EXERCISE DETAILS
Transcribe the records below exactly as written, from the opening line through the line that contains "3. the first".

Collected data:
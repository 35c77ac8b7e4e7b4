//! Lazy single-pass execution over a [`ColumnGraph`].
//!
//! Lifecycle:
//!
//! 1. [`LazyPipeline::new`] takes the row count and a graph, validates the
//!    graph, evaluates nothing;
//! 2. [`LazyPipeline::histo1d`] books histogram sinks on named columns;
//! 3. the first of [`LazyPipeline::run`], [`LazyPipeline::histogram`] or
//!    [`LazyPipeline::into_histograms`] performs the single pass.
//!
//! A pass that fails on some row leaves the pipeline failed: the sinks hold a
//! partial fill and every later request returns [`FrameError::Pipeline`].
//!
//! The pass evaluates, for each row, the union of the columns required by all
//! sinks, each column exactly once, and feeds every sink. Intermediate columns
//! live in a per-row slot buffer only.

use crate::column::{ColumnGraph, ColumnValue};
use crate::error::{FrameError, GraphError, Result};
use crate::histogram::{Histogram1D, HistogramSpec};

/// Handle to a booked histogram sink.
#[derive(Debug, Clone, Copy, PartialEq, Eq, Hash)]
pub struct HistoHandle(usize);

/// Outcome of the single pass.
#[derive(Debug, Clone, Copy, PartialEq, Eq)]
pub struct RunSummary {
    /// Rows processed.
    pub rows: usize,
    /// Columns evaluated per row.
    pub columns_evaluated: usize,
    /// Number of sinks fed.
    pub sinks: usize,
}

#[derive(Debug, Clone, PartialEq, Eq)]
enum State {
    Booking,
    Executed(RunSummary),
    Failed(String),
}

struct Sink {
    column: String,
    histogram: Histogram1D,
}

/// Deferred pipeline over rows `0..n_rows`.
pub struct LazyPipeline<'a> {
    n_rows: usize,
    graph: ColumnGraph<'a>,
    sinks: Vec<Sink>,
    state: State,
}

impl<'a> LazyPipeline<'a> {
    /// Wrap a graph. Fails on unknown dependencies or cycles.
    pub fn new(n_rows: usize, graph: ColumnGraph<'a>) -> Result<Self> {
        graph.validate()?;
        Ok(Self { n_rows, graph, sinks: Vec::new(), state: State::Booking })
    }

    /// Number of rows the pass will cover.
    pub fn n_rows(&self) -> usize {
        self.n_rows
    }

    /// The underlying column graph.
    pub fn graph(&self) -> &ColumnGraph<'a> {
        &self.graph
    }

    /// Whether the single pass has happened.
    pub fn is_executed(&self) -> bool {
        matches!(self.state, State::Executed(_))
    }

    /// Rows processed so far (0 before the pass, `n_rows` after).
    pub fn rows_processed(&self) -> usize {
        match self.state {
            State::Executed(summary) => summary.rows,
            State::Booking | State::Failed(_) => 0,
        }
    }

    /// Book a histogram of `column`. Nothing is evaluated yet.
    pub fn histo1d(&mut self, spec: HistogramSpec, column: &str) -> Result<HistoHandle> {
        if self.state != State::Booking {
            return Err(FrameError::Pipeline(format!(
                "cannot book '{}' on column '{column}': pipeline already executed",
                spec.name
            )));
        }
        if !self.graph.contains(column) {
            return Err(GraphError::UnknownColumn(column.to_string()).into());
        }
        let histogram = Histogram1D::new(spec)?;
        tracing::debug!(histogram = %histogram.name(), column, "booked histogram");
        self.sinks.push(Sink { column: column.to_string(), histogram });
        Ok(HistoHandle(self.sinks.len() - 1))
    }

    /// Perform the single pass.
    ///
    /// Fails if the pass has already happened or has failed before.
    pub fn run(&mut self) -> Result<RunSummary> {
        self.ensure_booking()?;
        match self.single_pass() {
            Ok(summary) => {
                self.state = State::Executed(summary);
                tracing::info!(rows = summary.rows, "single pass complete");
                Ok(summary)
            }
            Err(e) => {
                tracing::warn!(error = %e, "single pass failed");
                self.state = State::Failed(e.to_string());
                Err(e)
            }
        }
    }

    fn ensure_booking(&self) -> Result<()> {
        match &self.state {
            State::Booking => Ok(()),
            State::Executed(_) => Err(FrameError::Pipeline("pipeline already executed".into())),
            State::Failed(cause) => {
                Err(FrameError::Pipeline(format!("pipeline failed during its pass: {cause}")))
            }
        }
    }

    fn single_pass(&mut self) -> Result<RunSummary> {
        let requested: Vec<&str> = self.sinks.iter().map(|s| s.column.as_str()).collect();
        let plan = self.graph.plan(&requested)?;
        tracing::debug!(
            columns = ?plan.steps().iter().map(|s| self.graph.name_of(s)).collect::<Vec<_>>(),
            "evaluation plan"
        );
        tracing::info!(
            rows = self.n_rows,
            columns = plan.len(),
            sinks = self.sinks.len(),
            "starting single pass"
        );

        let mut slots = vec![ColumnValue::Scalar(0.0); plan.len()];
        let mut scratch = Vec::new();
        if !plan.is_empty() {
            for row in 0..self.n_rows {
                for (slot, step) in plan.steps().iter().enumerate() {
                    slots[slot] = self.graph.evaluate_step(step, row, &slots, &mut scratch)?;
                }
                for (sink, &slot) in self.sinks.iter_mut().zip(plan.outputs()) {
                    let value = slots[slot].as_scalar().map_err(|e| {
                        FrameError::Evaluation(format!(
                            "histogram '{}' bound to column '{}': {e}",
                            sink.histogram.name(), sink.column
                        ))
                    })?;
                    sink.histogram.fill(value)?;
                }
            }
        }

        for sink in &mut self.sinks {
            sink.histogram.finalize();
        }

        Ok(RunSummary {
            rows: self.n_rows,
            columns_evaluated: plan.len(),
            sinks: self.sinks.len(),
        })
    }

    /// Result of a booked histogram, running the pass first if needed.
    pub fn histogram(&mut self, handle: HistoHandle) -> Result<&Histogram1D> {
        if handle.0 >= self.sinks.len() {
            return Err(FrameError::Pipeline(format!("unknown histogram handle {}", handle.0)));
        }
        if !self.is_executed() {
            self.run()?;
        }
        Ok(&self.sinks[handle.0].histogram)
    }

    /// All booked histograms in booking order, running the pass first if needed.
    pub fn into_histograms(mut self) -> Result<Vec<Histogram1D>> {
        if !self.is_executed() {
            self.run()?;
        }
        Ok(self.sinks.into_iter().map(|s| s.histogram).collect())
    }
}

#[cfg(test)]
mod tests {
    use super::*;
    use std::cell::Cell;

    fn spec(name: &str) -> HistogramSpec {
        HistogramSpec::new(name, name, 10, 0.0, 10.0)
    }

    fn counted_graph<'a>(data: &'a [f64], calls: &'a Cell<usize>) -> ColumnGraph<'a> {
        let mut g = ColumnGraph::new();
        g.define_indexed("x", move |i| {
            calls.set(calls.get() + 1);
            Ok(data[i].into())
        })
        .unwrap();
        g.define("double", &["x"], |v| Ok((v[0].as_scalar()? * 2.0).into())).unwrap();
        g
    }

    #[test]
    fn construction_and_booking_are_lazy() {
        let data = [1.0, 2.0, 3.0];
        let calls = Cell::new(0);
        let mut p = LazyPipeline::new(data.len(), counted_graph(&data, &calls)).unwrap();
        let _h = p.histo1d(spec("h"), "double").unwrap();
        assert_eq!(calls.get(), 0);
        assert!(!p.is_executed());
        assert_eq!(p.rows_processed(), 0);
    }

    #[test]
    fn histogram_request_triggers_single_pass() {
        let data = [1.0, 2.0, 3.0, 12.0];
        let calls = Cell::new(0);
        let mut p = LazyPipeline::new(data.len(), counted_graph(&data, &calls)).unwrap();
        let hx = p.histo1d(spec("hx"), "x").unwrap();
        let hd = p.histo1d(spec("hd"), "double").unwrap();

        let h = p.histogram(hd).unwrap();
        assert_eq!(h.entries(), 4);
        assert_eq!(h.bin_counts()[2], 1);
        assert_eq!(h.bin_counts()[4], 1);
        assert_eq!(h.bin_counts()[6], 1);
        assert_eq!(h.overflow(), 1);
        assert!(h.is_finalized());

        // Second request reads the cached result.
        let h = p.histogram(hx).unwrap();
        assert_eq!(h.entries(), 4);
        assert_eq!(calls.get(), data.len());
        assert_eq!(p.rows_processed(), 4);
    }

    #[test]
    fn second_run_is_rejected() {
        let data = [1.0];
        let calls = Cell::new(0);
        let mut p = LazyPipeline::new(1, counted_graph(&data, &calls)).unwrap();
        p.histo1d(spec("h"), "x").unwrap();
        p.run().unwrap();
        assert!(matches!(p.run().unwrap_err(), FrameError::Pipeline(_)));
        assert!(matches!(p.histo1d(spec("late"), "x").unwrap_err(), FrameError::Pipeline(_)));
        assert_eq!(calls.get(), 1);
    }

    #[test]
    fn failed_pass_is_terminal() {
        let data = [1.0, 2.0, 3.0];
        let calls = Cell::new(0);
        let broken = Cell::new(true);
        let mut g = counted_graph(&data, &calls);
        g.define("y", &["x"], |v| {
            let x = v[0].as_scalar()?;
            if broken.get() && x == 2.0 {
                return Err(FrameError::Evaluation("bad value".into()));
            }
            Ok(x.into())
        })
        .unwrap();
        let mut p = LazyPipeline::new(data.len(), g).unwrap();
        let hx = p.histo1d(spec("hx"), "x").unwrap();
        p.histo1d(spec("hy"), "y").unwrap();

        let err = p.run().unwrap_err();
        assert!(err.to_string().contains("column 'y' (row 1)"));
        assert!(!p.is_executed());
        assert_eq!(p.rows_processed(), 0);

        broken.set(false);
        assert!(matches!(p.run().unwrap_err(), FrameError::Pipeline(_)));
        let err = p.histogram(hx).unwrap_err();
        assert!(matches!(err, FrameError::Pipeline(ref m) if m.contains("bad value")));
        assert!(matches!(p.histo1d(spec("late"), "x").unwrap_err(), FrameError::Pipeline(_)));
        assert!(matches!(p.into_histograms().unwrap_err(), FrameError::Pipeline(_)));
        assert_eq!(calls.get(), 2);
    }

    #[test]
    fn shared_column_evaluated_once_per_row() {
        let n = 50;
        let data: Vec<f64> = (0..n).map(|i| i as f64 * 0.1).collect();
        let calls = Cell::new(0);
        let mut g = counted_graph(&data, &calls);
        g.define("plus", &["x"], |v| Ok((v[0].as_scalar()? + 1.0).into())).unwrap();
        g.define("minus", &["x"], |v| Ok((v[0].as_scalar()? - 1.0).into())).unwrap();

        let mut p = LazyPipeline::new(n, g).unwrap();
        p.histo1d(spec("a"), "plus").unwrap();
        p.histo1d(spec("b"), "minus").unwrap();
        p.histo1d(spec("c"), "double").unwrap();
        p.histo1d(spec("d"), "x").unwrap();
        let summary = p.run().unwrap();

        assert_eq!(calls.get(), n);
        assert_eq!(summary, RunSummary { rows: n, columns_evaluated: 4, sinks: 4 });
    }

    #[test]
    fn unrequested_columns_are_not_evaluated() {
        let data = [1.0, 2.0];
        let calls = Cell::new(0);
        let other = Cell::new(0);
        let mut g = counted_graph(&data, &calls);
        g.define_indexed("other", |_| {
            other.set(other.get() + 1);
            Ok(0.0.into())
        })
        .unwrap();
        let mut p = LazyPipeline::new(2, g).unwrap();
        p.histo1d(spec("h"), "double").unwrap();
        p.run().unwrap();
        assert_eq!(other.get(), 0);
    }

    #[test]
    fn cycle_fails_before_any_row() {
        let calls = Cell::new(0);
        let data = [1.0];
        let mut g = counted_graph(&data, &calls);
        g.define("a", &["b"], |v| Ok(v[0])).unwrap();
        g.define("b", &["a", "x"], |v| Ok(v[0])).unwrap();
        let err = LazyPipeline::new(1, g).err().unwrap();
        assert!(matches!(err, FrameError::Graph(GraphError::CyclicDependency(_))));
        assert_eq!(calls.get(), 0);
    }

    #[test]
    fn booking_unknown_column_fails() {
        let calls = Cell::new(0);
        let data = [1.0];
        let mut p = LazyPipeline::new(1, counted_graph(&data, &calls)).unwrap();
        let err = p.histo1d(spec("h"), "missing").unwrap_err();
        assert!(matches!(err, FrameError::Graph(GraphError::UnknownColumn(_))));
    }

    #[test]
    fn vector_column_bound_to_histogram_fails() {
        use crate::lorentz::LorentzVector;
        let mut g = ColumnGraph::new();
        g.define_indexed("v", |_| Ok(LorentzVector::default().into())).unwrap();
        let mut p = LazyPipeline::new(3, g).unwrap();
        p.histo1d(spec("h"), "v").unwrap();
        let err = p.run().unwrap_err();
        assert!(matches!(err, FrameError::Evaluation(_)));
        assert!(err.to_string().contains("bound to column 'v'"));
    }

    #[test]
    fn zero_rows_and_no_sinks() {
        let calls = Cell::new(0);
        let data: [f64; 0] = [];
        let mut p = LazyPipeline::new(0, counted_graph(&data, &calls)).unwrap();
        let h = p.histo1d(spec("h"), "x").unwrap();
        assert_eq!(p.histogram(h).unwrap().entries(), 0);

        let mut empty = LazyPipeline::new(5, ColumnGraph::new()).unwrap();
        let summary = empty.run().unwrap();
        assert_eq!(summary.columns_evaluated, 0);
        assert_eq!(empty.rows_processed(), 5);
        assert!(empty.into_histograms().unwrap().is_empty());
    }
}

WRITTEN ANSWER
repository 35c77ac8b7e4e7b4
//! Lazy single-pass execution over a [`ColumnGraph`].
//!
//! Lifecycle:
//!
//! 1. [`LazyPipeline::new`] takes the row count and a graph, validates the
//!    graph, evaluates nothing;
//! 2. [`LazyPipeline::histo1d`] books histogram sinks on named columns;
//! 3. the first of [`LazyPipeline::run`], [`LazyPipeline::histogram`] or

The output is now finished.